The evolution of GRB remnants

The detection of the delayed emission in X-ray, optical and radio band, i.e. the afterglow of $\gamma$-ray bursts (GRBs), suggestes that the sources of GRBs are likely to be at cosmological distances. Here we explore the interaction of a relativistic shell with a uniform interstellar medium (ISM) and obtain the exact solution of the evolution of $\gamma$-ray burst remnants, including the radiative losses. We show that in general the evolution of bulk Lorentz factor $\gamma$ satisfies $\gamma \propto t^{-\alpha_{t}}$ when $\gamma \gg 1$, here $\alpha_{t}$ is mainly in the range $9/22 \sim 3/8$, the latter corresponds to adiabatic expansion. So it is clear that adiabatic expansion is a good approximation even when radiative loss is considered.
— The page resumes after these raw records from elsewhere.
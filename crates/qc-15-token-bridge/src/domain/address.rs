//! # Address Codecs
//!
//! Display ↔ wire conversion per chain family. Canonical display forms:
//!
//! | Family | Display | Wire |
//! |--------|---------|------|
//! | EVM | `0x` + 40 lowercase hex | left-padded 20 bytes |
//! | Solana | base58, 32 bytes | raw 32 bytes |
//! | Sui / Aptos | `0x` + 64 lowercase hex | raw 32 bytes |
//!
//! `parse_address(format_address(x)) == x` holds for every canonical address.

use super::errors::{BridgeError, BridgeResult};
use super::value_objects::{ChainFamily, WireAddress};

/// Convert a display address into its wire form.
pub fn format_address(family: ChainFamily, address: &str) -> BridgeResult<WireAddress> {
    let invalid = || BridgeError::InvalidAddress {
        family: family.to_string(),
        address: address.to_string(),
    };

    match family {
        ChainFamily::Evm => {
            let stripped = strip_hex_prefix(address).ok_or_else(invalid)?;
            if stripped.len() != 40 {
                return Err(invalid());
            }
            let bytes = hex::decode(stripped).map_err(|_| invalid())?;
            WireAddress::left_padded(&bytes).ok_or_else(invalid)
        }
        ChainFamily::Solana => {
            let bytes = bs58::decode(address).into_vec().map_err(|_| invalid())?;
            if bytes.len() != 32 {
                return Err(invalid());
            }
            WireAddress::left_padded(&bytes).ok_or_else(invalid)
        }
        ChainFamily::Sui | ChainFamily::Aptos => {
            let stripped = strip_hex_prefix(address).ok_or_else(invalid)?;
            if stripped.is_empty() || stripped.len() > 64 {
                return Err(invalid());
            }
            // Move addresses may be written in short form ("0x2").
            let padded = format!("{:0>64}", stripped);
            let bytes = hex::decode(padded).map_err(|_| invalid())?;
            WireAddress::left_padded(&bytes).ok_or_else(invalid)
        }
    }
}

/// Convert a wire address into its canonical display form.
pub fn parse_address(family: ChainFamily, address: &WireAddress) -> String {
    match family {
        ChainFamily::Evm => format!("0x{}", hex::encode(&address.0[12..])),
        ChainFamily::Solana => bs58::encode(address.0).into_string(),
        ChainFamily::Sui | ChainFamily::Aptos => format!("0x{}", address.to_hex()),
    }
}

fn strip_hex_prefix(address: &str) -> Option<&str> {
    address
        .strip_prefix("0x")
        .or_else(|| address.strip_prefix("0X"))
}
However, in fact, $\alpha_{t}$ is slightly larger than 3/8, which may have some effects on a detailed data analysis. Synchrotron-self-absorption is also calculated and it is demonstrated that the radio emission may become optically thin during the afterglow. Our solution can also apply to the nonrelativistic case ($\gamma \sim 1$), at that time the observed flux decrease more rapidly than that in the relativistic case.